-- Dataset content follows --
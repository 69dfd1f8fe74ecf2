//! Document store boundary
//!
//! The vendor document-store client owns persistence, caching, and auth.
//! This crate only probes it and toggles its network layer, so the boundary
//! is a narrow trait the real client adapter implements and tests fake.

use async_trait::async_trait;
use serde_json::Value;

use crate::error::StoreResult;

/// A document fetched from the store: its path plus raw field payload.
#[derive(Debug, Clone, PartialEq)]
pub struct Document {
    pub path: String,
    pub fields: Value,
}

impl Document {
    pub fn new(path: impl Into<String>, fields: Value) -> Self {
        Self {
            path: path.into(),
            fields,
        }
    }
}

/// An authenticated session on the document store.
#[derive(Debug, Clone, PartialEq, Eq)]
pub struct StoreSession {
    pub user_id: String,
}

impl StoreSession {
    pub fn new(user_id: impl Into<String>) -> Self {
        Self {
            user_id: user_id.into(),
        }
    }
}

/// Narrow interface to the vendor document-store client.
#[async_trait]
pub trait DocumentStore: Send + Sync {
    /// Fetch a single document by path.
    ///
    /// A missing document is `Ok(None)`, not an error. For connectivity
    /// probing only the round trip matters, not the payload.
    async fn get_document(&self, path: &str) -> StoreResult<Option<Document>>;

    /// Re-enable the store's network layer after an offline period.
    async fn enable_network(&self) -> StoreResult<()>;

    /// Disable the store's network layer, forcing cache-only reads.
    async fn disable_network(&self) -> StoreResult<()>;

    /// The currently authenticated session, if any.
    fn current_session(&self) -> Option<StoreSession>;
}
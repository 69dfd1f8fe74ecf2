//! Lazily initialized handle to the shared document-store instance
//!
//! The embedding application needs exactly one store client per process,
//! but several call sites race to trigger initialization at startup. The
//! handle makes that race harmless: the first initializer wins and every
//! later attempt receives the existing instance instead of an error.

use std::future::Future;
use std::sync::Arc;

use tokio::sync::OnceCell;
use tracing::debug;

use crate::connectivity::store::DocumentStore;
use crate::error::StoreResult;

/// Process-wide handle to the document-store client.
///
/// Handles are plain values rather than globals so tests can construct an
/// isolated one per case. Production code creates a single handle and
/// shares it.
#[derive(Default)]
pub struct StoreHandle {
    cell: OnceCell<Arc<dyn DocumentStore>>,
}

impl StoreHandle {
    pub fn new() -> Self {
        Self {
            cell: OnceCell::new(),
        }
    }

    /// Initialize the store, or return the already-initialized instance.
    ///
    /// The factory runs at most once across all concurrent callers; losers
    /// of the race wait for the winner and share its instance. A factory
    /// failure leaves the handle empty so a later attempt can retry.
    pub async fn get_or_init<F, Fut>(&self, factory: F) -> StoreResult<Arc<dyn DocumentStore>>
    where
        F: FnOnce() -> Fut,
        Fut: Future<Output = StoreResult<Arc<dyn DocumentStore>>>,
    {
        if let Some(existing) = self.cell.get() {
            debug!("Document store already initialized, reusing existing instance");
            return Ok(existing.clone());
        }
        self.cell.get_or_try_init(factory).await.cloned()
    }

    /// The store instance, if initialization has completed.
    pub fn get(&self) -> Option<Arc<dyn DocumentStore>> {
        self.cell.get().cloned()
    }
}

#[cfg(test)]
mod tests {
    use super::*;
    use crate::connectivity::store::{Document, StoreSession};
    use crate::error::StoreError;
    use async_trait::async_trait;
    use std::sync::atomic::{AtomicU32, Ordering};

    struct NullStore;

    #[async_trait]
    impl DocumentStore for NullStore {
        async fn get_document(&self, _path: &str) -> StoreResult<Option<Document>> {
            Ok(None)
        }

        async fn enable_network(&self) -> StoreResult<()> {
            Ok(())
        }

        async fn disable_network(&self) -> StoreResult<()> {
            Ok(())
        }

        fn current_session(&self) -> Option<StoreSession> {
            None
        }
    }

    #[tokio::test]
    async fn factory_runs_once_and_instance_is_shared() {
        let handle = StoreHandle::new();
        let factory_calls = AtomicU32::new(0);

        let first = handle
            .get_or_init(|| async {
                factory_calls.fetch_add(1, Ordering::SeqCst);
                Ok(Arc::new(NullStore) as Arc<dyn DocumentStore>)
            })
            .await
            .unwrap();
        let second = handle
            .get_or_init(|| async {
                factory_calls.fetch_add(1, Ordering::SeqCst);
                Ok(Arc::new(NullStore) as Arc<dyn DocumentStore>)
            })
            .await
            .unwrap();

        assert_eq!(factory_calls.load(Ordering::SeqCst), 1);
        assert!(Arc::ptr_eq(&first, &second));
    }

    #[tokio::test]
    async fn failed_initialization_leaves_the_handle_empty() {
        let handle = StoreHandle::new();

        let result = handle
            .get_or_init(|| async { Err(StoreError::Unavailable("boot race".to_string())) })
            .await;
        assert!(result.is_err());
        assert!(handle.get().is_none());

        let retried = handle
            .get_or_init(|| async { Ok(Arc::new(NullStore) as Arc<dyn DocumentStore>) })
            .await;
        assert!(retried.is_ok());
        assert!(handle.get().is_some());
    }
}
-- Dataset content concluded --
-- Dataset content follows --
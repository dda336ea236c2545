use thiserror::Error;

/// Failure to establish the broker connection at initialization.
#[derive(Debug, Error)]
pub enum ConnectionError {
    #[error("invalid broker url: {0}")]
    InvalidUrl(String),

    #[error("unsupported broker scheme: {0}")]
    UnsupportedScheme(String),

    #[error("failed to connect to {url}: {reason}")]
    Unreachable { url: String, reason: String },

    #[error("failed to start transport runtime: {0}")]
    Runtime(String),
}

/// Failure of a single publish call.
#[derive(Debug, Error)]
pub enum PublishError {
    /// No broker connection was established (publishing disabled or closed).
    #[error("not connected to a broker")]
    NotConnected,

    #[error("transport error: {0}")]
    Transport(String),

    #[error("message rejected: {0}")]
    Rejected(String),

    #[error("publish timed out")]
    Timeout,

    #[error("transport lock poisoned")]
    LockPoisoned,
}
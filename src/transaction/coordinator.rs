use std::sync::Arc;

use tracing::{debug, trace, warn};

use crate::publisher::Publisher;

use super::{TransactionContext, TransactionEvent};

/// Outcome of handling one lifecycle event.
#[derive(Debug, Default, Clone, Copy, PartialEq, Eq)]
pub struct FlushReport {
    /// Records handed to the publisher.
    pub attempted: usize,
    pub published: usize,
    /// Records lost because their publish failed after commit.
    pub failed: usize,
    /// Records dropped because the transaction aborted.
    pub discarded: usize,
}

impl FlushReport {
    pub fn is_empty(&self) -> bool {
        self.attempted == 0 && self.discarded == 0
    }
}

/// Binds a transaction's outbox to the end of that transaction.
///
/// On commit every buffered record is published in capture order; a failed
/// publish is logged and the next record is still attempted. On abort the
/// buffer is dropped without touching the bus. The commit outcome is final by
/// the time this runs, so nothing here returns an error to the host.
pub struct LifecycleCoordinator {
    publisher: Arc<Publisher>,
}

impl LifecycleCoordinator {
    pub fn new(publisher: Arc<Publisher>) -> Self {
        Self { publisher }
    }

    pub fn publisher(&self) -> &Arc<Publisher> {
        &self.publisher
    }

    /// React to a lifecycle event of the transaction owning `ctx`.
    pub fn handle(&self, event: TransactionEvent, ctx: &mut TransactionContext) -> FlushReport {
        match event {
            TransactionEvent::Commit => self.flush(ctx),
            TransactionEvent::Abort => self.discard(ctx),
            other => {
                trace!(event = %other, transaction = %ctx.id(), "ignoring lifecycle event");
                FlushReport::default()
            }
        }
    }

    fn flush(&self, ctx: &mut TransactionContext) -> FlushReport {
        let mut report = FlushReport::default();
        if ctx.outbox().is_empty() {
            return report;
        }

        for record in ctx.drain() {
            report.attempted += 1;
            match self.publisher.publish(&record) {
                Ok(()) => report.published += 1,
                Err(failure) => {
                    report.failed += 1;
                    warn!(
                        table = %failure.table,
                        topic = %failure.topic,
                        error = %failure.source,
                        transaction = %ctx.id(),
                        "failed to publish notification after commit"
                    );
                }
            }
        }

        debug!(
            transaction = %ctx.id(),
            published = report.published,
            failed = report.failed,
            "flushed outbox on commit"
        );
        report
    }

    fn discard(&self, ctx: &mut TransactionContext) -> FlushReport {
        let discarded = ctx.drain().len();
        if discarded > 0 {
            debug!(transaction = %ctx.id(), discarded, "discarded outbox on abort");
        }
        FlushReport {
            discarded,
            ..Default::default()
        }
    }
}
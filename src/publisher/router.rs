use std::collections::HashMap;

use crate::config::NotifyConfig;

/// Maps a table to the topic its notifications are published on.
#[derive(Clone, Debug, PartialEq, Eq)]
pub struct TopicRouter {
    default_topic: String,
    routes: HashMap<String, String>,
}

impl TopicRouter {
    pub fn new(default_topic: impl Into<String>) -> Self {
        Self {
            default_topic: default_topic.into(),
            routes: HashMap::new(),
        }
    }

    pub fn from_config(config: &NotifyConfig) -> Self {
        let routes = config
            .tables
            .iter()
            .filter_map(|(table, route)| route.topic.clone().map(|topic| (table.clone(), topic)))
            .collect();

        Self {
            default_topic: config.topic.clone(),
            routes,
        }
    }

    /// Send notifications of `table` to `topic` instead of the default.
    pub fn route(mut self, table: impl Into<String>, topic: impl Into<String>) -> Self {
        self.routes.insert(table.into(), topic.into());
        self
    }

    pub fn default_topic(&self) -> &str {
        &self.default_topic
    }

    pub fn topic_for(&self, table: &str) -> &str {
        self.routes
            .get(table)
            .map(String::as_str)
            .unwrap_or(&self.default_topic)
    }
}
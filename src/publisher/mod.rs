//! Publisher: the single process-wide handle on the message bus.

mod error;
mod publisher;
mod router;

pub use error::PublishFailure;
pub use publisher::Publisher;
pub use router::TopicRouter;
-- Dataset content concluded --
As listed above, the lines from the line with "vendor document-store client." to the line with "wins and every" are to be echoed exactly, with both ends included and nothing added.

/// Narrow interface to the vendor document-store client.
#[async_trait]
pub trait DocumentStore: Send + Sync {
    /// Fetch a single document by path.
    ///
    /// A missing document is `Ok(None)`, not an error. For connectivity
    /// probing only the round trip matters, not the payload.
    async fn get_document(&self, path: &str) -> StoreResult<Option<Document>>;

    /// Re-enable the store's network layer after an offline period.
    async fn enable_network(&self) -> StoreResult<()>;

    /// Disable the store's network layer, forcing cache-only reads.
    async fn disable_network(&self) -> StoreResult<()>;

    /// The currently authenticated session, if any.
    fn current_session(&self) -> Option<StoreSession>;
}
repository 69dfd1f8fe74ecf2
//! Lazily initialized handle to the shared document-store instance
//!
//! The embedding application needs exactly one store client per process,
//! but several call sites race to trigger initialization at startup. The
//! handle makes that race harmless: the first initializer wins and every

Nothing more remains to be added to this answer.